**Task input:**
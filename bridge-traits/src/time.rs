//! Time and Logging Abstractions
//!
//! Injectable time source (used by the DRM rights window check) and a sink for
//! forwarding structured logs to the host.

use chrono::{DateTime, Utc};
use serde::{Deserialize, Serialize};
use std::collections::HashMap;

use crate::error::Result;

/// Time source trait
///
/// Abstracts system time so rights-window evaluation is deterministic under
/// test.
pub trait Clock: Send + Sync {
    /// Get current UTC time
    fn now(&self) -> DateTime<Utc>;

    /// Get current Unix timestamp in seconds
    fn unix_timestamp(&self) -> i64 {
        self.now().timestamp()
    }
}

/// System clock implementation using actual system time
#[derive(Debug, Clone, Default)]
pub struct SystemClock;

impl Clock for SystemClock {
    fn now(&self) -> DateTime<Utc> {
        Utc::now()
    }
}

/// Clock frozen at a single instant.
#[derive(Debug, Clone, Copy)]
pub struct FixedClock(pub DateTime<Utc>);

impl Clock for FixedClock {
    fn now(&self) -> DateTime<Utc> {
        self.0
    }
}

/// Log level
#[derive(Debug, Clone, Copy, PartialEq, Eq, PartialOrd, Ord, Serialize, Deserialize)]
pub enum LogLevel {
    Trace,
    Debug,
    Info,
    Warn,
    Error,
}

impl LogLevel {
    pub fn as_str(&self) -> &'static str {
        match self {
            LogLevel::Trace => "trace",
            LogLevel::Debug => "debug",
            LogLevel::Info => "info",
            LogLevel::Warn => "warn",
            LogLevel::Error => "error",
        }
    }
}

/// Structured log entry
#[derive(Debug, Clone, Serialize, Deserialize)]
pub struct LogEntry {
    pub level: LogLevel,
    pub timestamp: DateTime<Utc>,
    /// Target module/component
    pub target: String,
    pub message: String,
    /// Structured fields
    pub fields: HashMap<String, String>,
    /// Name of the span the event was recorded in
    pub span_id: Option<String>,
}

impl LogEntry {
    pub fn new(level: LogLevel, target: impl Into<String>, message: impl Into<String>) -> Self {
        Self {
            level,
            timestamp: Utc::now(),
            target: target.into(),
            message: message.into(),
            fields: HashMap::new(),
            span_id: None,
        }
    }

    pub fn with_field(mut self, key: impl Into<String>, value: impl Into<String>) -> Self {
        self.fields.insert(key.into(), value.into());
        self
    }
}

/// Logger sink trait
///
/// Forwards structured logs from the core to host logging pipelines
/// (OSLog, Logcat, a desktop log file).
///
/// Implementations must not persist secrets; the core already masks token
/// and secret fields before they reach the sink.
#[async_trait::async_trait]
pub trait LoggerSink: Send + Sync {
    /// Forward a log entry to the host logging system
    async fn log(&self, entry: LogEntry) -> Result<()>;

    /// Minimum level the sink wants to receive
    fn min_level(&self) -> LogLevel {
        LogLevel::Info
    }
}

#[cfg(test)]
mod tests {
    use super::*;
    use chrono::TimeZone;

    #[test]
    fn test_system_clock() {
        let clock = SystemClock;
        assert!(clock.unix_timestamp() > 0);
    }

    #[test]
    fn test_fixed_clock() {
        let instant = Utc.with_ymd_and_hms(2024, 3, 1, 12, 0, 0).unwrap();
        let clock = FixedClock(instant);
        assert_eq!(clock.now(), instant);
        assert_eq!(clock.unix_timestamp(), instant.timestamp());
    }

    #[test]
    fn test_log_entry_builder() {
        let entry = LogEntry::new(LogLevel::Warn, "core_drm", "duplicate license link")
            .with_field("href", "https://example.com/license");

        assert_eq!(entry.level, LogLevel::Warn);
        assert_eq!(entry.target, "core_drm");
        assert_eq!(
            entry.fields.get("href"),
            Some(&"https://example.com/license".to_string())
        );
        assert!(LogLevel::Error > LogLevel::Warn);
        assert_eq!(LogLevel::Debug.as_str(), "debug");
    }
}
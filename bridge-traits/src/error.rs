//! Error type shared by every host bridge.

use thiserror::Error;

/// Failure reported by a host capability.
///
/// Implementations map platform errors onto the closest variant and keep the
/// platform message; the core only branches on [`BridgeError::is_transient`].
#[derive(Error, Debug)]
pub enum BridgeError {
    /// The host does not provide this capability.
    #[error("Bridge capability not available: {0}")]
    NotAvailable(String),

    #[error("Bridge operation failed: {0}")]
    OperationFailed(String),

    /// No HTTP response was received.
    #[error("HTTP transport error: {0}")]
    Transport(String),

    #[error("Request timed out")]
    Timeout,

    /// Keychain/Keystore failure other than a missing entry.
    #[error("Secure store error: {0}")]
    SecureStore(String),

    #[error("Media engine error: {0}")]
    Engine(String),

    #[error("IO error: {0}")]
    Io(#[from] std::io::Error),
}

impl BridgeError {
    /// Whether repeating the same call may succeed.
    pub fn is_transient(&self) -> bool {
        matches!(self, BridgeError::Transport(_) | BridgeError::Timeout)
    }
}

pub type Result<T> = std::result::Result<T, BridgeError>;

#[cfg(test)]
mod tests {
    use super::*;

    #[test]
    fn transport_failures_are_transient() {
        assert!(BridgeError::Timeout.is_transient());
        assert!(BridgeError::Transport("connection reset".into()).is_transient());
        assert!(!BridgeError::SecureStore("locked".into()).is_transient());
        assert!(!BridgeError::Engine("no device".into()).is_transient());
    }

    #[test]
    fn io_errors_convert() {
        let err: BridgeError = std::io::Error::new(std::io::ErrorKind::NotFound, "chapter-1.mp3").into();
        assert!(err.to_string().contains("chapter-1.mp3"));
    }
}
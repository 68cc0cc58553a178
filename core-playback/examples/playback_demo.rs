//! # Playback Controller Walkthrough
//!
//! Loads an open-access audiobook on a simulated engine, plays it, skips
//! across a chapter boundary, picks up a late download, and unloads.
//!
//! Run with: `cargo run --example playback_demo --package core-playback`

use std::path::PathBuf;
use std::sync::Arc;
use std::time::Duration;

use async_trait::async_trait;
use bridge_traits::error::Result as BridgeResult;
use bridge_traits::time::LogLevel;
use bridge_traits::{DownloadTask, MediaEngine, MediaEngineEvent, MediaEventSender};
use core_playback::{
    Audiobook, ChapterLocation, PlaybackController, PlaybackRate, PlayerObserver, SpineElement,
};
use core_runtime::logging::{init_logging, LogFormat, LoggingConfig};
use parking_lot::Mutex;

// ============================================================================
// Simulated host collaborators
// ============================================================================

#[derive(Default)]
struct EngineState {
    events: Option<MediaEventSender>,
    queue: Vec<PathBuf>,
    current: usize,
    offset: Duration,
    rate: f32,
    playing: bool,
}

/// Engine that reports transitions immediately instead of rendering audio.
#[derive(Default)]
struct SimulatedEngine {
    state: Mutex<EngineState>,
}

impl SimulatedEngine {
    fn emit(&self, event: MediaEngineEvent) {
        if let Some(events) = &self.state.lock().events {
            let _ = events.send(event);
        }
    }

    fn set_playing(&self, playing: bool) {
        let (old, new) = {
            let mut state = self.state.lock();
            let old = if state.playing { state.rate } else { 0.0 };
            state.playing = playing;
            (old, if playing { state.rate } else { 0.0 })
        };
        if old != new {
            self.emit(MediaEngineEvent::RateChanged { old, new });
        }
    }
}

#[async_trait]
impl MediaEngine for SimulatedEngine {
    async fn load(&self, items: Vec<PathBuf>, events: MediaEventSender) -> BridgeResult<()> {
        {
            let mut state = self.state.lock();
            state.queue = items;
            state.rate = 1.0;
            state.events = Some(events);
        }
        self.emit(MediaEngineEvent::Ready);
        Ok(())
    }

    async fn append(&self, items: Vec<PathBuf>) -> BridgeResult<()> {
        self.state.lock().queue.extend(items);
        Ok(())
    }

    async fn play(&self) -> BridgeResult<()> {
        self.set_playing(true);
        Ok(())
    }

    async fn pause(&self) -> BridgeResult<()> {
        self.set_playing(false);
        Ok(())
    }

    async fn seek(&self, offset: Duration) -> BridgeResult<()> {
        self.state.lock().offset = offset;
        Ok(())
    }

    async fn select_item(&self, index: usize) -> BridgeResult<()> {
        let mut state = self.state.lock();
        state.current = index.min(state.queue.len().saturating_sub(1));
        state.offset = Duration::ZERO;
        Ok(())
    }

    async fn set_rate(&self, rate: f32) -> BridgeResult<()> {
        self.state.lock().rate = rate;
        Ok(())
    }

    async fn unload(&self) -> BridgeResult<()> {
        let mut state = self.state.lock();
        state.events = None;
        state.queue.clear();
        Ok(())
    }

    fn current_offset(&self) -> Duration {
        self.state.lock().offset
    }

    fn last_error(&self) -> Option<String> {
        None
    }
}

struct Download(Mutex<Option<PathBuf>>);

impl DownloadTask for Download {
    fn local_path(&self) -> Option<PathBuf> {
        self.0.lock().clone()
    }
}

struct ConsoleObserver;

impl PlayerObserver for ConsoleObserver {
    fn did_begin_playback(&self, location: &ChapterLocation) {
        println!("   ▶ chapter {} at {:?}", location.number, location.playhead_offset);
    }

    fn did_stop_playback(&self, location: &ChapterLocation) {
        println!("   ⏸ chapter {} at {:?}", location.number, location.playhead_offset);
    }

    fn did_complete(&self, location: &ChapterLocation) {
        println!("   ✓ chapter {} complete", location.number);
    }

    fn did_unload(&self) {
        println!("   ⏏ player unloaded");
    }
}

async fn settle() {
    for _ in 0..4 {
        tokio::task::yield_now().await;
    }
}

#[tokio::main(flavor = "current_thread")]
async fn main() -> anyhow::Result<()> {
    init_logging(
        LoggingConfig::default()
            .with_format(LogFormat::Compact)
            .with_level(LogLevel::Info),
    )?;

    println!("=== Playback Controller Walkthrough ===\n");

    let downloads: Vec<Arc<Download>> = (1..=3)
        .map(|n| {
            let path = (n < 3).then(|| PathBuf::from(format!("/tmp/audiobook/chapter-{n}.mp3")));
            Arc::new(Download(Mutex::new(path)))
        })
        .collect();

    let elements = downloads
        .iter()
        .enumerate()
        .map(|(i, download)| {
            let task: Arc<dyn DownloadTask> = Arc::clone(download) as Arc<dyn DownloadTask>;
            SpineElement::new(i as u32 + 1, 0, Duration::from_secs(300), task)
                .with_title(format!("Chapter {}", i + 1))
        })
        .collect();

    let book = Audiobook::open_access("urn:isbn:9780000000001", elements);
    let start = book
        .cursor()
        .ok_or_else(|| anyhow::anyhow!("audiobook has no chapters"))?;

    println!("1. Loading {} chapters ({} downloaded)", book.spine().len(), 2);
    let player = PlaybackController::load(&book, start, Arc::new(SimulatedEngine::default()), None)
        .await?;
    let observer = Arc::new(ConsoleObserver);
    player.register_observer(&observer);
    settle().await;
    println!("   state: {:?}, queued: {}", player.state(), player.queued_chapters());

    println!("\n2. Playing");
    player.play().await?;
    settle().await;

    println!("\n3. Skipping 5 minutes forward");
    if let Some(location) = player.skip_playhead(300.0).await? {
        println!("   now at chapter {} / {:?}", location.number, location.playhead_offset);
    }

    println!("\n4. Chapter 3 finished downloading");
    *downloads[2].0.lock() = Some(PathBuf::from("/tmp/audiobook/chapter-3.mp3"));
    let added = player.refresh_queue().await?;
    println!("   appended {added}, queued: {}", player.queued_chapters());

    println!("\n5. Speeding up");
    player.set_playback_rate(PlaybackRate::OneAndAHalfTime).await?;
    println!("   rate: {}", player.playback_rate());

    println!("\n6. Pausing and unloading");
    player.pause().await?;
    settle().await;
    player.unload().await;

    println!("\n=== Done ===");
    Ok(())
}
//! # Event Bus System
//!
//! Broadcast channel carrying typed DRM and playback notifications to any
//! number of host-side listeners, built on `tokio::sync::broadcast`.
//!
//! ## Overview
//!
//! - **Event Types**: [`CoreEvent`] wrapping [`DrmEvent`] and [`PlaybackEvent`]
//! - **EventBus**: cloneable publisher handle
//! - **EventStream**: receiver wrapper with an optional predicate
//!
//! ```text
//! ┌──────────────┐     emit      ┌───────────┐
//! │ DrmProcessor ├──────────────>│           │     subscribe    ┌────────────┐
//! └──────────────┘               │ EventBus  ├─────────────────>│ Subscriber │
//! ┌──────────────┐     emit      │ (broadcast│                  └────────────┘
//! │  Controller  ├──────────────>│  channel) │
//! └──────────────┘               └───────────┘
//! ```
//!
//! Observers registered on a controller remain the primary notification
//! path. The bus mirrors those notifications for hosts that prefer a single
//! stream (analytics, UI state stores).
//!
//! ## Usage
//!
//! ```rust
//! use core_runtime::events::{CoreEvent, EventBus, PlaybackEvent};
//!
//! # #[tokio::main]
//! # async fn main() {
//! let bus = EventBus::new(32);
//! let mut rx = bus.subscribe();
//!
//! bus.emit(CoreEvent::Playback(PlaybackEvent::Unloaded {
//!     audiobook_id: "urn:isbn:9780000000001".to_string(),
//! }))
//! .ok();
//!
//! let event = rx.recv().await.unwrap();
//! assert_eq!(event.description(), "Player unloaded");
//! # }
//! ```
//!
//! ## Error Handling
//!
//! - **`RecvError::Lagged(n)`**: the subscriber missed `n` events; it can keep
//!   receiving.
//! - **`RecvError::Closed`**: every sender is gone; the subscriber should exit.
//!
//! Emitting without subscribers returns `Err`; publishers in this workspace
//! ignore that case.

use serde::{Deserialize, Serialize};
use std::fmt;
use tokio::sync::broadcast;

pub use tokio::sync::broadcast::error::{RecvError, SendError};
pub use tokio::sync::broadcast::Receiver;

/// Default buffer size for the event bus channel.
pub const DEFAULT_EVENT_BUFFER_SIZE: usize = 100;

// ============================================================================
// Core Event Types
// ============================================================================

/// Top-level event published on the bus.
#[derive(Debug, Clone, Serialize, Deserialize, PartialEq, Eq)]
#[serde(tag = "type", content = "payload")]
pub enum CoreEvent {
    /// DRM pipeline events
    Drm(DrmEvent),
    /// Player notifications
    Playback(PlaybackEvent),
}

impl CoreEvent {
    /// Human-readable description of the event.
    pub fn description(&self) -> &str {
        match self {
            CoreEvent::Drm(e) => e.description(),
            CoreEvent::Playback(e) => e.description(),
        }
    }

    /// Severity used for filtering and log routing.
    pub fn severity(&self) -> EventSeverity {
        match self {
            CoreEvent::Drm(DrmEvent::RightsRejected { .. }) => EventSeverity::Warning,
            CoreEvent::Drm(DrmEvent::StatusResolved { status, .. }) if status == "failed" => {
                EventSeverity::Error
            }
            CoreEvent::Playback(PlaybackEvent::ChapterFailed { .. }) => EventSeverity::Error,
            CoreEvent::Drm(DrmEvent::StatusResolved { .. }) => EventSeverity::Info,
            CoreEvent::Playback(PlaybackEvent::Unloaded { .. }) => EventSeverity::Info,
            _ => EventSeverity::Debug,
        }
    }

    /// Audiobook the event refers to.
    pub fn audiobook_id(&self) -> &str {
        match self {
            CoreEvent::Drm(e) => e.audiobook_id(),
            CoreEvent::Playback(e) => e.audiobook_id(),
        }
    }
}

/// Event severity levels for filtering and logging.
#[derive(Debug, Clone, Copy, PartialEq, Eq, PartialOrd, Ord, Serialize, Deserialize)]
pub enum EventSeverity {
    Debug,
    Info,
    Warning,
    Error,
}

// ============================================================================
// DRM Events
// ============================================================================

/// Events emitted while a book's DRM is validated and checked.
#[derive(Debug, Clone, Serialize, Deserialize, PartialEq, Eq)]
#[serde(tag = "event")]
pub enum DrmEvent {
    /// The manifest's rights window does not allow playback now.
    RightsRejected {
        audiobook_id: String,
        /// Display form of the rights error.
        reason: String,
    },
    /// A license-status request is about to be issued.
    LicenseCheckStarted { audiobook_id: String, url: String },
    /// The book's DRM status reached a terminal value.
    StatusResolved {
        audiobook_id: String,
        /// `"succeeded"` or `"failed"`.
        status: String,
    },
}

impl DrmEvent {
    fn description(&self) -> &str {
        match self {
            DrmEvent::RightsRejected { .. } => "Rights window rejected playback",
            DrmEvent::LicenseCheckStarted { .. } => "License check started",
            DrmEvent::StatusResolved { .. } => "DRM status resolved",
        }
    }

    fn audiobook_id(&self) -> &str {
        match self {
            DrmEvent::RightsRejected { audiobook_id, .. }
            | DrmEvent::LicenseCheckStarted { audiobook_id, .. }
            | DrmEvent::StatusResolved { audiobook_id, .. } => audiobook_id,
        }
    }
}

// ============================================================================
// Playback Events
// ============================================================================

/// Player notifications, one per observer callback.
#[derive(Debug, Clone, Serialize, Deserialize, PartialEq, Eq)]
#[serde(tag = "event")]
pub enum PlaybackEvent {
    /// Playback began (rate went from zero to non-zero).
    ChapterStarted {
        audiobook_id: String,
        chapter: u32,
        part: u32,
        /// Playhead offset inside the chapter, in milliseconds.
        offset_ms: u64,
    },
    /// Playback stopped (rate went to zero).
    ChapterStopped {
        audiobook_id: String,
        chapter: u32,
        part: u32,
        offset_ms: u64,
    },
    /// A chapter played to its end.
    ChapterCompleted {
        audiobook_id: String,
        chapter: u32,
        part: u32,
    },
    /// A chapter failed while playing.
    ChapterFailed {
        audiobook_id: String,
        chapter: u32,
        part: u32,
        message: Option<String>,
    },
    /// The player released its engine. Nothing follows for this book.
    Unloaded { audiobook_id: String },
}

impl PlaybackEvent {
    fn description(&self) -> &str {
        match self {
            PlaybackEvent::ChapterStarted { .. } => "Playback started",
            PlaybackEvent::ChapterStopped { .. } => "Playback stopped",
            PlaybackEvent::ChapterCompleted { .. } => "Chapter completed",
            PlaybackEvent::ChapterFailed { .. } => "Chapter playback failed",
            PlaybackEvent::Unloaded { .. } => "Player unloaded",
        }
    }

    fn audiobook_id(&self) -> &str {
        match self {
            PlaybackEvent::ChapterStarted { audiobook_id, .. }
            | PlaybackEvent::ChapterStopped { audiobook_id, .. }
            | PlaybackEvent::ChapterCompleted { audiobook_id, .. }
            | PlaybackEvent::ChapterFailed { audiobook_id, .. }
            | PlaybackEvent::Unloaded { audiobook_id } => audiobook_id,
        }
    }
}

// ============================================================================
// Event Bus
// ============================================================================

/// Cloneable publisher over a broadcast channel.
///
/// Subscribers that fall more than `capacity` events behind receive
/// `RecvError::Lagged` and skip ahead; they never block publishers.
#[derive(Clone)]
pub struct EventBus {
    sender: broadcast::Sender<CoreEvent>,
}

impl EventBus {
    pub fn new(capacity: usize) -> Self {
        let (sender, _) = broadcast::channel(capacity);
        Self { sender }
    }

    /// Publish to all current subscribers.
    ///
    /// Returns the number of receivers, or an error when there are none.
    pub fn emit(&self, event: CoreEvent) -> Result<usize, SendError<CoreEvent>> {
        self.sender.send(event)
    }

    /// New receiver for events published from now on.
    pub fn subscribe(&self) -> Receiver<CoreEvent> {
        self.sender.subscribe()
    }

    pub fn subscriber_count(&self) -> usize {
        self.sender.receiver_count()
    }
}

impl Default for EventBus {
    fn default() -> Self {
        Self::new(DEFAULT_EVENT_BUFFER_SIZE)
    }
}

impl fmt::Debug for EventBus {
    fn fmt(&self, f: &mut fmt::Formatter<'_>) -> fmt::Result {
        f.debug_struct("EventBus")
            .field("subscriber_count", &self.subscriber_count())
            .finish()
    }
}

// ============================================================================
// Event Stream Wrapper
// ============================================================================

type EventFilter = Box<dyn Fn(&CoreEvent) -> bool + Send + Sync>;

/// Receiver wrapper that skips events rejected by a predicate.
///
/// ```rust
/// use core_runtime::events::{CoreEvent, EventBus, EventStream};
///
/// let bus = EventBus::new(16);
/// let drm_only = EventStream::new(bus.subscribe())
///     .filter(|event| matches!(event, CoreEvent::Drm(_)));
/// ```
pub struct EventStream {
    receiver: Receiver<CoreEvent>,
    filter: Option<EventFilter>,
}

impl EventStream {
    pub fn new(receiver: Receiver<CoreEvent>) -> Self {
        Self {
            receiver,
            filter: None,
        }
    }

    /// Only events matching `predicate` are returned by `recv`/`try_recv`.
    pub fn filter<F>(mut self, predicate: F) -> Self
    where
        F: Fn(&CoreEvent) -> bool + Send + Sync + 'static,
    {
        self.filter = Some(Box::new(predicate));
        self
    }

    fn accepts(&self, event: &CoreEvent) -> bool {
        self.filter.as_ref().map_or(true, |filter| filter(event))
    }

    /// Next event passing the filter.
    pub async fn recv(&mut self) -> Result<CoreEvent, RecvError> {
        loop {
            let event = self.receiver.recv().await?;
            if self.accepts(&event) {
                return Ok(event);
            }
        }
    }

    /// Non-blocking variant of [`EventStream::recv`]; `None` when drained.
    pub fn try_recv(&mut self) -> Option<Result<CoreEvent, RecvError>> {
        loop {
            match self.receiver.try_recv() {
                Ok(event) => {
                    if self.accepts(&event) {
                        return Some(Ok(event));
                    }
                }
                Err(broadcast::error::TryRecvError::Empty) => return None,
                Err(broadcast::error::TryRecvError::Lagged(n)) => {
                    return Some(Err(RecvError::Lagged(n)))
                }
                Err(broadcast::error::TryRecvError::Closed) => return Some(Err(RecvError::Closed)),
            }
        }
    }
}

impl fmt::Debug for EventStream {
    fn fmt(&self, f: &mut fmt::Formatter<'_>) -> fmt::Result {
        f.debug_struct("EventStream")
            .field("has_filter", &self.filter.is_some())
            .finish()
    }
}
//! Application scaffold
//!
//! The composition root of the shell. It owns the router, the sheet host,
//! the theme selection and the drawer state, translates screen and chrome
//! events into router calls, applies committed navigation side effects
//! (system-bar recoloring on the Splash -> Today edge), and renders the whole
//! shell as a serializable [`ScaffoldView`] for the host frontend.
//!
//! All mutation happens on one cooperative event turn at a time; every public
//! method is a complete turn ending with [`Router::run_pending_effect`].

use std::cell::RefCell;
use std::rc::Rc;

use app_platform::SystemBarStyler;
use app_ui::navigation::{NavigationError, Route, Router, SubscriptionId, TopBarKind};
use app_ui::screens::{screen_for, ScreenEvent, ScreenView};
use app_ui::sheet::{SheetContent, SheetHost, SheetTransition};
use app_ui::theme::{Theme, ThemeState};
use app_ui::{
    BottomNavigateBar, BottomTab, DrawerDestination, MainDrawer, MainTopBar, SheetContainer,
    StepTopBar, WindowTopBar,
};
use i18n::{I18nError, Translator};
use serde::{Deserialize, Serialize};

// =============================================================================
// Rendered View
// =============================================================================

/// The top bar actually rendered for the current route
#[derive(Debug, Clone, PartialEq, Serialize, Deserialize)]
#[serde(tag = "kind", rename_all = "snake_case")]
pub enum TopBarView {
    /// No top bar (splash)
    Hidden,
    /// Main bar with drawer and add-habit actions
    Main(MainTopBar),
    /// Step bar with title and back
    Step(StepTopBar),
    /// Window bar with back only
    Window(WindowTopBar),
}

/// Drawer portion of the rendered scaffold
#[derive(Debug, Clone, PartialEq, Serialize, Deserialize)]
pub struct DrawerView {
    /// Whether swipe gestures may open the drawer on this route
    pub gestures_enabled: bool,
    /// Whether the drawer is currently open
    pub open: bool,
    /// Drawer content
    pub content: MainDrawer,
}

/// Complete rendered shell handed to the host frontend
#[derive(Debug, Clone, PartialEq, Serialize, Deserialize)]
pub struct ScaffoldView {
    /// Stable name of the visible route
    pub route: String,
    /// Top bar for the route
    pub top_bar: TopBarView,
    /// Bottom navigation bar, present only on top-level sections
    pub bottom_bar: Option<BottomNavigateBar>,
    /// Drawer state and content
    pub drawer: DrawerView,
    /// Shared bottom sheet container
    pub sheet: SheetContainer,
    /// Screen body
    pub screen: ScreenView,
}

// =============================================================================
// Scaffold
// =============================================================================

/// Composition root wiring router, chrome, sheet, theme and host platform
pub struct AppScaffold<S: SystemBarStyler + 'static> {
    router: Router,
    sheet: SheetHost,
    theme: ThemeState,
    translator: Translator,
    drawer_open: bool,
    system_bars: Rc<RefCell<S>>,
}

**Description of the task:**
Return, please, the lines of the data from the first through the line containing "#[derive(Debug, Clone, Copy)]", both kept, exactly as they stand and nothing more.

**Answer to the exercise:**
filename bridge-traits/src/time.rs
//! Time and Logging Abstractions
//!
//! Injectable time source (used by the DRM rights window check) and a sink for
//! forwarding structured logs to the host.

use chrono::{DateTime, Utc};
use serde::{Deserialize, Serialize};
use std::collections::HashMap;

use crate::error::Result;

/// Time source trait
///
/// Abstracts system time so rights-window evaluation is deterministic under
/// test.
pub trait Clock: Send + Sync {
    /// Get current UTC time
    fn now(&self) -> DateTime<Utc>;

    /// Get current Unix timestamp in seconds
    fn unix_timestamp(&self) -> i64 {
        self.now().timestamp()
    }
}

/// System clock implementation using actual system time
#[derive(Debug, Clone, Default)]
pub struct SystemClock;

impl Clock for SystemClock {
    fn now(&self) -> DateTime<Utc> {
        Utc::now()
    }
}

/// Clock frozen at a single instant.
#[derive(Debug, Clone, Copy)]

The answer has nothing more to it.